> WHAT YOU WILL DO
I would like you to restate each record word for word.

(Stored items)

==================================================

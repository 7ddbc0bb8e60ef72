//! # Chord Commands
//!
//! The two-step shortcut: modifier+k arms the chord window, modifier+c
//! inside the window completes it. The initiator is the one rule that does
//! not suppress the key's default handling; an unarmed completion key is an
//! ordinary keystroke and matches nothing here.

use anyhow::Result;
use crossterm::event::{KeyCode, KeyEvent};

use super::{Command, CommandContext, CommandEvent};

fn is_primary_char(context: &CommandContext, event: &KeyEvent, ch: char) -> bool {
    matches!(event.code, KeyCode::Char(c) if c.eq_ignore_ascii_case(&ch))
        && event
            .modifiers
            .contains(context.state.platform.primary_modifier())
}

/// Chord initiator (modifier+k): arm the window
pub struct ChordArmCommand;

impl Command for ChordArmCommand {
    fn is_relevant(&self, context: &CommandContext, event: &KeyEvent) -> bool {
        is_primary_char(context, event, 'k')
    }

    fn execute(&self, _event: KeyEvent, _context: &CommandContext) -> Result<Vec<CommandEvent>> {
        Ok(vec![CommandEvent::ChordArmRequested])
    }

    fn name(&self) -> &'static str {
        "ChordArm"
    }

    fn suppresses_default(&self) -> bool {
        false
    }
}

/// Chord completion (modifier+c while armed)
pub struct ChordCompleteCommand;

impl Command for ChordCompleteCommand {
    fn is_relevant(&self, context: &CommandContext, event: &KeyEvent) -> bool {
        context.state.chord_armed && is_primary_char(context, event, 'c')
    }

    fn execute(&self, _event: KeyEvent, _context: &CommandContext) -> Result<Vec<CommandEvent>> {
        Ok(vec![CommandEvent::ChordCompleteRequested])
    }

    fn name(&self) -> &'static str {
        "ChordComplete"
    }
}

==================================================

> TASK ANSWER
repository 7ddbc0bb8e60ef72
//! # Chord Commands
//!
//! The two-step shortcut: modifier+k arms the chord window, modifier+c
//! inside the window completes it. The initiator is the one rule that does
//! not suppress the key's default handling; an unarmed completion key is an
//! ordinary keystroke and matches nothing here.

use anyhow::Result;
use crossterm::event::{KeyCode, KeyEvent};

use super::{Command, CommandContext, CommandEvent};

fn is_primary_char(context: &CommandContext, event: &KeyEvent, ch: char) -> bool {
    matches!(event.code, KeyCode::Char(c) if c.eq_ignore_ascii_case(&ch))
        && event
            .modifiers
            .contains(context.state.platform.primary_modifier())
}

/// Chord initiator (modifier+k): arm the window
pub struct ChordArmCommand;

impl Command for ChordArmCommand {
    fn is_relevant(&self, context: &CommandContext, event: &KeyEvent) -> bool {
        is_primary_char(context, event, 'k')
    }

    fn execute(&self, _event: KeyEvent, _context: &CommandContext) -> Result<Vec<CommandEvent>> {
        Ok(vec![CommandEvent::ChordArmRequested])
    }

    fn name(&self) -> &'static str {
        "ChordArm"
    }

    fn suppresses_default(&self) -> bool {
        false
    }
}

/// Chord completion (modifier+c while armed)
pub struct ChordCompleteCommand;

impl Command for ChordCompleteCommand {
    fn is_relevant(&self, context: &CommandContext, event: &KeyEvent) -> bool {
        context.state.chord_armed && is_primary_char(context, event, 'c')
    }

    fn execute(&self, _event: KeyEvent, _context: &CommandContext) -> Result<Vec<CommandEvent>> {
        Ok(vec![CommandEvent::ChordCompleteRequested])
    }

    fn name(&self) -> &'static str {
        "ChordComplete"
    }
}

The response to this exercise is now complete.